> **About this exercise**
Everything from the line containing "pub fn width(&self)" down to the last line of the entries below must be transcribed exactly, and nothing else.

*** Input data ***

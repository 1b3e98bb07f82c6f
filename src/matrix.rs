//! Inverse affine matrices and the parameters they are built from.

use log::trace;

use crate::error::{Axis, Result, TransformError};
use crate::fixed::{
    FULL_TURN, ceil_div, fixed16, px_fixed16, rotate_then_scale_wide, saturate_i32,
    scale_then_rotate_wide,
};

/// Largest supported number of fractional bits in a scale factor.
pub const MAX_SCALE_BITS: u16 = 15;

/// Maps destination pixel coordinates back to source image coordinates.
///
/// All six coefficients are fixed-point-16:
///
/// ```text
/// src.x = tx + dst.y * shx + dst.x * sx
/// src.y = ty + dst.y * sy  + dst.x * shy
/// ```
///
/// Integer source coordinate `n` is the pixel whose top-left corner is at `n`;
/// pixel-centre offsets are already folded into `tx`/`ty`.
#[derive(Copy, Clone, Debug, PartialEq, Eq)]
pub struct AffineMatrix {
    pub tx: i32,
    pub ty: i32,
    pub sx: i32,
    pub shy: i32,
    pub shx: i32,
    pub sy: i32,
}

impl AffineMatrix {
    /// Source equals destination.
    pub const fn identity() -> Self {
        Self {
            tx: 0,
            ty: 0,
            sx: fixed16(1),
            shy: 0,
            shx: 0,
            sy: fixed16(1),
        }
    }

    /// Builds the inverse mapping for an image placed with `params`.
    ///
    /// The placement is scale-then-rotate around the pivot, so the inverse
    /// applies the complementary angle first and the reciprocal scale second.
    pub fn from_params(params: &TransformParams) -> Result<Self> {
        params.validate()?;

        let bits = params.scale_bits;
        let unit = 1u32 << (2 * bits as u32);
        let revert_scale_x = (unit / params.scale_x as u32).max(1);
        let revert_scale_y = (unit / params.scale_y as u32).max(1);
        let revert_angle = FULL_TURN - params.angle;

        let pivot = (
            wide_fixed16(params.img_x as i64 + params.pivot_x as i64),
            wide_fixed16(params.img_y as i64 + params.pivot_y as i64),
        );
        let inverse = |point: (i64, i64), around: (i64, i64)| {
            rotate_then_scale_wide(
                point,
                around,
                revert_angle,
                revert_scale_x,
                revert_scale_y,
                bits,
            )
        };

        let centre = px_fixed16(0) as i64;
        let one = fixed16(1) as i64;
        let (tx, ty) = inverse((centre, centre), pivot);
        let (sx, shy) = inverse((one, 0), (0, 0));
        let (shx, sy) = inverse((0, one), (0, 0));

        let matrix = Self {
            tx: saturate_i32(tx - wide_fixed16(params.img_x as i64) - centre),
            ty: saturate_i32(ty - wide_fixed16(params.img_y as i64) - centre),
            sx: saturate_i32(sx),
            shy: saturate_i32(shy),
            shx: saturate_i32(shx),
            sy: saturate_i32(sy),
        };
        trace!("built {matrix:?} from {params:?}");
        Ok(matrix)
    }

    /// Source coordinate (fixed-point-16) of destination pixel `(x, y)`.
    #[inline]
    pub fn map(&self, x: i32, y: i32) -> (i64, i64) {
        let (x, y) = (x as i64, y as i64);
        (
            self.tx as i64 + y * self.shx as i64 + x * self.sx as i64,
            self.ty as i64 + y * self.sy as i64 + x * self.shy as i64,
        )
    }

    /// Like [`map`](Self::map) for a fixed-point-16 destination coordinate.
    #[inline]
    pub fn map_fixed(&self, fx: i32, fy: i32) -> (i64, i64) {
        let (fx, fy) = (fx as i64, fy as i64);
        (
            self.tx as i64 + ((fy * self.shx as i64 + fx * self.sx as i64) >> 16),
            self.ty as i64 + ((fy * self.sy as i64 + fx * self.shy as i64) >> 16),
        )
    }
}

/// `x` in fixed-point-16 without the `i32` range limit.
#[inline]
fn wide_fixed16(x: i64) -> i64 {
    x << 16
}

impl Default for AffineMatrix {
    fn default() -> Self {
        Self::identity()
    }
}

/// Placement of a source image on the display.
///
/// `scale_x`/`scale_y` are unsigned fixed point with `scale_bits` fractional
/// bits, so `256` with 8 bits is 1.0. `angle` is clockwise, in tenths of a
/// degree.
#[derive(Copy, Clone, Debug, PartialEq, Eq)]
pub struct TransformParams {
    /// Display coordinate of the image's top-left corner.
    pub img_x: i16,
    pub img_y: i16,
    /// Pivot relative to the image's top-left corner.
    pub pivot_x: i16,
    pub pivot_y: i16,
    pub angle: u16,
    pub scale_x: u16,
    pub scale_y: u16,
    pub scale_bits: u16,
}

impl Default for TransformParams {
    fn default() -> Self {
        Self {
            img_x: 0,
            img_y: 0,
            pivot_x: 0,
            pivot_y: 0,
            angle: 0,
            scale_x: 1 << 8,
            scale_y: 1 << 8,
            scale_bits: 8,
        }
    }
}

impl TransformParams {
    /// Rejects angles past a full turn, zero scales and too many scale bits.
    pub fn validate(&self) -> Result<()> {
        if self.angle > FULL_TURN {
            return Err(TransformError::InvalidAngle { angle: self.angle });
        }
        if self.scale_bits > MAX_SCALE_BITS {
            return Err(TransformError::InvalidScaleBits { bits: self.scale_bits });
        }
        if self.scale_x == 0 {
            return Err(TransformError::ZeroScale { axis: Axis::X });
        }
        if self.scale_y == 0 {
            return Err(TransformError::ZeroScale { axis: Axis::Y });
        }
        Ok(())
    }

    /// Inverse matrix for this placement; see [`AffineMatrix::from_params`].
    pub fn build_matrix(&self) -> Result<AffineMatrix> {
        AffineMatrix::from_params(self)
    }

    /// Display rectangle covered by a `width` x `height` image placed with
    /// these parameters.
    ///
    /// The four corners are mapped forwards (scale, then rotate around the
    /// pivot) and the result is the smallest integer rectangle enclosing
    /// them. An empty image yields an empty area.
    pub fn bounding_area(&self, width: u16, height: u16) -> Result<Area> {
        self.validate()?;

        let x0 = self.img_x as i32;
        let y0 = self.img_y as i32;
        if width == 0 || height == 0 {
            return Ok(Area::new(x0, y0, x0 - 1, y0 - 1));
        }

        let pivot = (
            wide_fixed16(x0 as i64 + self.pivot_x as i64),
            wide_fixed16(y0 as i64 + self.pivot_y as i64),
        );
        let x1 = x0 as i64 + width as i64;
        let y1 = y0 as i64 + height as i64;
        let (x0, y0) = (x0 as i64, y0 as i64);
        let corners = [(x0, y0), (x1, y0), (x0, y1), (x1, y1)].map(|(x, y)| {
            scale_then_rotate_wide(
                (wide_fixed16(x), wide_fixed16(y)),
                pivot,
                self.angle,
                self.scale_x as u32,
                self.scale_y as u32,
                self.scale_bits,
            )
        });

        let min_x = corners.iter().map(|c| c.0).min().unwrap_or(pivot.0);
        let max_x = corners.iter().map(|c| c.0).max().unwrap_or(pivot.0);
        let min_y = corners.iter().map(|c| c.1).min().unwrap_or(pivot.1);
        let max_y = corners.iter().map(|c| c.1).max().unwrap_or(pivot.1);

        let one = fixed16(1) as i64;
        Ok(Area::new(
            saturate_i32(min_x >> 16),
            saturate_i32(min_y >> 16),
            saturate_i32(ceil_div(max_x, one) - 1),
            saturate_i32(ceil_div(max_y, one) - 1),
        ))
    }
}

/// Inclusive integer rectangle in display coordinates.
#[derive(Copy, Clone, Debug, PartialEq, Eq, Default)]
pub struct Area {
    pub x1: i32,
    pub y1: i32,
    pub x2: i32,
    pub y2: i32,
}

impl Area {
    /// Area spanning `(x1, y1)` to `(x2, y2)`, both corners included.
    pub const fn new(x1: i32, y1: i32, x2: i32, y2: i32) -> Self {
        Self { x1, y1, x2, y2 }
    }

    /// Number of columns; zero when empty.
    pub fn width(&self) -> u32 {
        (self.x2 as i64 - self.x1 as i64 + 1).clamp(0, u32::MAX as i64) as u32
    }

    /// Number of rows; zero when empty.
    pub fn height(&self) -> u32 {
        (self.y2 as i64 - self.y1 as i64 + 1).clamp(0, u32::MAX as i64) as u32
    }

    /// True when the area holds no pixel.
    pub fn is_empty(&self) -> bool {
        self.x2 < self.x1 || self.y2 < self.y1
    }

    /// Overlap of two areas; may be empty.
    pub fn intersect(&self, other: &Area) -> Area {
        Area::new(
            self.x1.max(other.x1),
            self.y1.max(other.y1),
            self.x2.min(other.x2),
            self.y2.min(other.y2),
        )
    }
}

***

> **Your response**
    pub fn width(&self) -> u32 {
        (self.x2 as i64 - self.x1 as i64 + 1).clamp(0, u32::MAX as i64) as u32
    }

    /// Number of rows; zero when empty.
    pub fn height(&self) -> u32 {
        (self.y2 as i64 - self.y1 as i64 + 1).clamp(0, u32::MAX as i64) as u32
    }

    /// True when the area holds no pixel.
    pub fn is_empty(&self) -> bool {
        self.x2 < self.x1 || self.y2 < self.y1
    }

    /// Overlap of two areas; may be empty.
    pub fn intersect(&self, other: &Area) -> Area {
        Area::new(
            self.x1.max(other.x1),
            self.y1.max(other.y1),
            self.x2.min(other.x2),
            self.y2.min(other.y2),
        )
    }
}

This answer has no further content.